Prévenir ne se décrète pas ; cela se construit, chaque jour, dans la relation de soin. C’est là que le rôle infirmier devient central. Présentes dans les hôpitaux, les écoles, les entreprises ou les domiciles, les infirmières sont les premières à repérer les comportements à risque, à accompagner les changements de mode de vie, à expliquer les dépistages.
Informer sur les dépistages, sensibiliser à l’alcool, au tabac, à l’alimentation, à l’environnement : chaque entretien, chaque visite à domicile est une occasion d’agir avant la maladie. Les infirmières jouent ici un rôle irremplaçable. Elles parlent le langage du quotidien, celui des choix possibles.
Elles interviennent au moment où les décisions se prennent : quand une patiente hésite à faire une mammographie, quand un travailleur minimise son exposition, quand un parent s’interroge sur l’alimentation de son enfant. Cette proximité donne une force unique à la prévention : celle de la confiance. L’éducation à la santé passe par la parole, le regard, la répétition des gestes simples. C’est un savoir-faire autant qu’un savoir.
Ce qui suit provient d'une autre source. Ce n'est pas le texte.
//! Workload invokers: one execution of the operation under test, either as
//! a local process or as one HTTP request.

use std::io::{self, Read, Write};
use std::process::{Child, Command, ExitStatus, Stdio};
use std::sync::mpsc::{self, Receiver, RecvTimeoutError, TryRecvError};
use std::thread;
use std::time::{Duration, Instant};

use reqwest::blocking::Client;
use reqwest::header::CONTENT_TYPE;
use reqwest::Url;
use serde::{Deserialize, Serialize};
use tracing::warn;

use crate::catalog::{InvocationDescriptor, PayloadChannel, TestCase};
use crate::config::HarnessConfig;
use crate::error::{CaseAbort, InvocationError};

/// Whether a running invocation can be inspected by the resource sampler.
#[derive(Clone, Copy, Debug, PartialEq, Eq)]
pub enum Locality {
    /// A child process on this host.
    Local,
    /// Executes elsewhere; there is nothing to sample.
    Remote,
}

/// A started invocation.
pub enum Launched {
    /// Still running; the caller waits for it and samples it meanwhile.
    Process(RunningProcess),
    /// Already complete, with its raw output.
    Completed(Vec<u8>),
}

/// Triggers one execution of a workload.
pub trait Workload {
    fn locality(&self) -> Locality;

    /// Start one invocation with `payload` as input.
    ///
    /// Remote workloads block until the response arrives and return
    /// [`Launched::Completed`].
    fn launch(&mut self, payload: &str) -> Result<Launched, InvocationError>;
}

impl<W: Workload + ?Sized> Workload for Box<W> {
    fn locality(&self) -> Locality {
        (**self).locality()
    }

    fn launch(&mut self, payload: &str) -> Result<Launched, InvocationError> {
        (**self).launch(payload)
    }
}

/// When an invocation started and how long it may take, output collection
/// included.
#[derive(Clone, Copy, Debug)]
pub struct Deadline {
    pub start: Instant,
    pub limit: Duration,
}

impl Deadline {
    pub fn new(start: Instant, limit: Duration) -> Self {
        Self { start, limit }
    }

    pub fn expired(&self) -> bool {
        self.start.elapsed() >= self.limit
    }

    fn remaining(&self) -> Duration {
        self.limit.saturating_sub(self.start.elapsed())
    }
}

type Drain = Receiver<io::Result<Vec<u8>>>;

// The reader thread is abandoned if its pipe outlives the deadline.
fn drain<R: Read + Send + 'static>(reader: Option<R>) -> Option<Drain> {
    reader.map(|mut r| {
        let (tx, rx) = mpsc::channel();
        thread::spawn(move || {
            let mut buf = Vec::new();
            let read = r.read_to_end(&mut buf).map(|_| buf);
            let _ = tx.send(read);
        });
        rx
    })
}

fn collect(drain: Option<Drain>, deadline: Option<Deadline>) -> Result<Vec<u8>, InvocationError> {
    let Some(rx) = drain else {
        return Ok(Vec::new());
    };
    let lost = || InvocationError::Io(io::Error::other("output reader vanished"));
    let read = match deadline {
        None => rx.recv().map_err(|_| lost())?,
        Some(deadline) => match rx.try_recv() {
            Ok(read) => read,
            Err(TryRecvError::Disconnected) => return Err(lost()),
            Err(TryRecvError::Empty) => match rx.recv_timeout(deadline.remaining()) {
                Ok(read) => read,
                Err(RecvTimeoutError::Timeout) => {
                    return Err(InvocationError::Timeout(deadline.limit))
                }
                Err(RecvTimeoutError::Disconnected) => return Err(lost()),
            },
        },
    };
    Ok(read?)
}

/// A spawned child whose stdout and stderr are drained in the background so
/// a chatty workload cannot block on a full pipe.
pub struct RunningProcess {
    child: Child,
    stdout: Option<Drain>,
    stderr: Option<Drain>,
}

impl RunningProcess {
    pub fn pid(&self) -> u32 {
        self.child.id()
    }

    pub fn try_wait(&mut self) -> io::Result<Option<ExitStatus>> {
        self.child.try_wait()
    }

    pub fn wait(&mut self) -> io::Result<ExitStatus> {
        self.child.wait()
    }

    /// Best-effort kill followed by a reap.
    pub fn kill(&mut self) {
        if let Err(e) = self.child.kill() {
            warn!(pid = self.pid(), error = %e, "failed to kill workload");
        }
        let _ = self.child.wait();
    }

    /// Collect the output of an exited process.
    ///
    /// A non-zero exit becomes [`InvocationError::ExitStatus`] carrying the
    /// workload's stderr. Output pipes still open at `deadline` (a leftover
    /// child of the workload holding them) give [`InvocationError::Timeout`].
    pub fn finish(
        self,
        status: ExitStatus,
        deadline: Option<Deadline>,
    ) -> Result<Vec<u8>, InvocationError> {
        let stdout = collect(self.stdout, deadline)?;
        let stderr = collect(self.stderr, deadline)?;
        if !status.success() {
            return Err(InvocationError::ExitStatus {
                status: status.to_string(),
                stderr: String::from_utf8_lossy(&stderr).trim().to_string(),
            });
        }
        Ok(stdout)
    }
}

/// Spawns `program args... [payload]` once per invocation.
#[derive(Clone, Debug)]
pub struct ProcessWorkload {
    program: String,
    args: Vec<String>,
    channel: PayloadChannel,
}

impl ProcessWorkload {
    pub fn new(program: impl Into<String>, args: Vec<String>, channel: PayloadChannel) -> Self {
        Self {
            program: program.into(),
            args,
            channel,
        }
    }
}

impl Workload for ProcessWorkload {
    fn locality(&self) -> Locality {
        Locality::Local
    }

    fn launch(&mut self, payload: &str) -> Result<Launched, InvocationError> {
        let mut cmd = Command::new(&self.program);
        cmd.args(&self.args)
            .stdout(Stdio::piped())
            .stderr(Stdio::piped());
        match self.channel {
            PayloadChannel::Argument => {
                cmd.arg(payload).stdin(Stdio::null());
            }
            PayloadChannel::Stdin => {
                cmd.stdin(Stdio::piped());
            }
        }

        let mut child = cmd.spawn().map_err(|source| InvocationError::Spawn {
            program: self.program.clone(),
            source,
        })?;

        if let Some(mut stdin) = child.stdin.take() {
            // The workload may exit without reading; a broken pipe is not ours to report.
            if let Err(e) = stdin.write_all(payload.as_bytes()) {
                if e.kind() != io::ErrorKind::BrokenPipe {
                    let _ = child.kill();
                    let _ = child.wait();
                    return Err(InvocationError::Io(e));
                }
            }
        }

        let stdout = drain(child.stdout.take());
        let stderr = drain(child.stderr.take());
        Ok(Launched::Process(RunningProcess {
            child,
            stdout,
            stderr,
        }))
    }
}

#[derive(Clone, Copy, Debug, Default, PartialEq, Eq, Serialize, Deserialize)]
#[serde(rename_all = "lowercase")]
pub enum Backoff {
    #[default]
    Fixed,
    Exponential,
}

/// Bounded retry for HTTP invocations. Retries happen inside the timed
/// window, so the default is a single attempt.
#[derive(Clone, Debug, PartialEq, Eq, Serialize, Deserialize)]
#[serde(default)]
pub struct RetryPolicy {
    pub max_attempts: u32,
    pub delay_ms: u64,
    pub backoff: Backoff,
}

impl Default for RetryPolicy {
    fn default() -> Self {
        Self {
            max_attempts: 1,
            delay_ms: 1_000,
            backoff: Backoff::Fixed,
        }
    }
}

impl RetryPolicy {
    /// Delay before attempt `attempt + 1`, where `attempt` starts at 1.
    pub fn delay_after(&self, attempt: u32) -> Duration {
        let base = Duration::from_millis(self.delay_ms);
        match self.backoff {
            Backoff::Fixed => base,
            Backoff::Exponential => base.saturating_mul(1u32 << attempt.saturating_sub(1).min(16)),
        }
    }
}

/// POSTs the payload as JSON to a deployed function.
#[derive(Clone, Debug)]
pub struct HttpWorkload {
    client: Client,
    url: Url,
    retry: RetryPolicy,
}

impl HttpWorkload {
    pub fn new(client: Client, url: Url, retry: RetryPolicy) -> Self {
        Self { client, url, retry }
    }

    fn post_once(&self, payload: &str) -> Result<Vec<u8>, reqwest::Error> {
        let response = self
            .client
            .post(self.url.clone())
            .header(CONTENT_TYPE, "application/json")
            .body(payload.to_owned())
            .send()?
            .error_for_status()?;
        Ok(response.bytes()?.to_vec())
    }
}

impl Workload for HttpWorkload {
    fn locality(&self) -> Locality {
        Locality::Remote
    }

    fn launch(&mut self, payload: &str) -> Result<Launched, InvocationError> {
        let max_attempts = self.retry.max_attempts.max(1);
        let mut attempt = 1;
        loop {
            match self.post_once(payload) {
                Ok(body) => return Ok(Launched::Completed(body)),
                Err(source) if attempt >= max_attempts => {
                    return Err(InvocationError::Http {
                        attempts: attempt,
                        source,
                    });
                }
                Err(e) => {
                    let delay = self.retry.delay_after(attempt);
                    warn!(url = %self.url, attempt, error = %e, ?delay, "http invocation failed, retrying");
                    thread::sleep(delay);
                    attempt += 1;
                }
            }
        }
    }
}

/// A workload backed by a closure. Always remote: there is no process to
/// sample.
pub struct FnWorkload<F>(pub F);

impl<F> Workload for FnWorkload<F>
where
    F: FnMut(&str) -> Result<Vec<u8>, InvocationError>,
{
    fn locality(&self) -> Locality {
        Locality::Remote
    }

    fn launch(&mut self, payload: &str) -> Result<Launched, InvocationError> {
        (self.0)(payload).map(Launched::Completed)
    }
}

/// Builds the workload for a test case.
pub trait WorkloadFactory {
    /// An `Err` means the test case cannot be reached at all and is
    /// aborted without running any iteration.
    fn workload(&mut self, case: &TestCase) -> Result<Box<dyn Workload>, CaseAbort>;
}

/// Builds workloads straight from each case's [`InvocationDescriptor`].
pub struct DescriptorFactory {
    client: Option<Client>,
    http_timeout: Option<Duration>,
    retry: RetryPolicy,
}

impl DescriptorFactory {
    pub fn new(cfg: &HarnessConfig) -> Self {
        Self {
            client: None,
            http_timeout: cfg.http_timeout(),
            retry: cfg.retry.clone(),
        }
    }

    fn client(&mut self) -> Result<Client, CaseAbort> {
        if let Some(client) = &self.client {
            return Ok(client.clone());
        }
        let mut builder = Client::builder();
        if let Some(timeout) = self.http_timeout {
            builder = builder.timeout(timeout);
        }
        let client = builder.build().map_err(CaseAbort::HttpClient)?;
        self.client = Some(client.clone());
        Ok(client)
    }
}

impl WorkloadFactory for DescriptorFactory {
    fn workload(&mut self, case: &TestCase) -> Result<Box<dyn Workload>, CaseAbort> {
        match &case.invocation {
            InvocationDescriptor::Process {
                program,
                args,
                channel,
            } => {
                if program.trim().is_empty() {
                    return Err(CaseAbort::MalformedDescriptor("empty program".to_string()));
                }
                Ok(Box::new(ProcessWorkload::new(
                    program.clone(),
                    args.clone(),
                    *channel,
                )))
            }
            InvocationDescriptor::Http { url } => {
                let url = Url::parse(url)
                    .map_err(|e| CaseAbort::MalformedDescriptor(format!("bad url `{url}`: {e}")))?;
                if !matches!(url.scheme(), "http" | "https") {
                    return Err(CaseAbort::MalformedDescriptor(format!(
                        "unsupported scheme `{}`",
                        url.scheme()
                    )));
                }
                Ok(Box::new(HttpWorkload::new(
                    self.client()?,
                    url,
                    self.retry.clone(),
                )))
            }
        }
    }
}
Une nouvelle génération d’infirmiers élargit encore ce rôle : les éco-infirmiers. Ils intègrent la santé environnementale à la pratique quotidienne. Leur mission : identifier les sources d’exposition évitables et proposer des alternatives concrètes.
À domicile, ils sensibilisent aux produits ménagers, à la ventilation, à la qualité de l’eau. À l’hôpital, ils repensent les circuits de déchets, remplacent les désinfectants toxiques, optimisent les consommables.
Dans les collectivités, ils forment les professionnels de la petite enfance ou les enseignants aux gestes de prévention environnementale.
Ce champ émergent redonne du sens au soin. Parce que la santé ne s’arrête pas au corps : elle inclut le milieu de vie.
Malgré trois Plans Cancer successifs, la France reste en retard sur la prévention. Moins de 2 % du budget national de santé y est consacré, contre 6 % en moyenne dans les pays nordiques. Par ailleurs, nous avons une fragmentation des acteurs : la prévention est financée par l’assurance maladie, l’État, les collectivités territoriales, parfois les ARS, les programmes européens,... Les plans de dépistage ciblés sur les populations à risque, la réduction des expositions chimiques et la lutte contre les inégalités sociales devraient être au cœur d’une nouvelle stratégie nationale.
Une question simple, mais dérangeante
Comment un pays aussi médicalisé, aussi riche de compétences, peut-il compter autant de cancers évitables ?
Peut-être parce qu’il a oublié que soigner ne commence pas au diagnostic, mais bien avant : là où la vie quotidienne devient santé.
Et si la première ligne contre le cancer, ce n’était pas la recherche de pointe, mais le soin de proximité ?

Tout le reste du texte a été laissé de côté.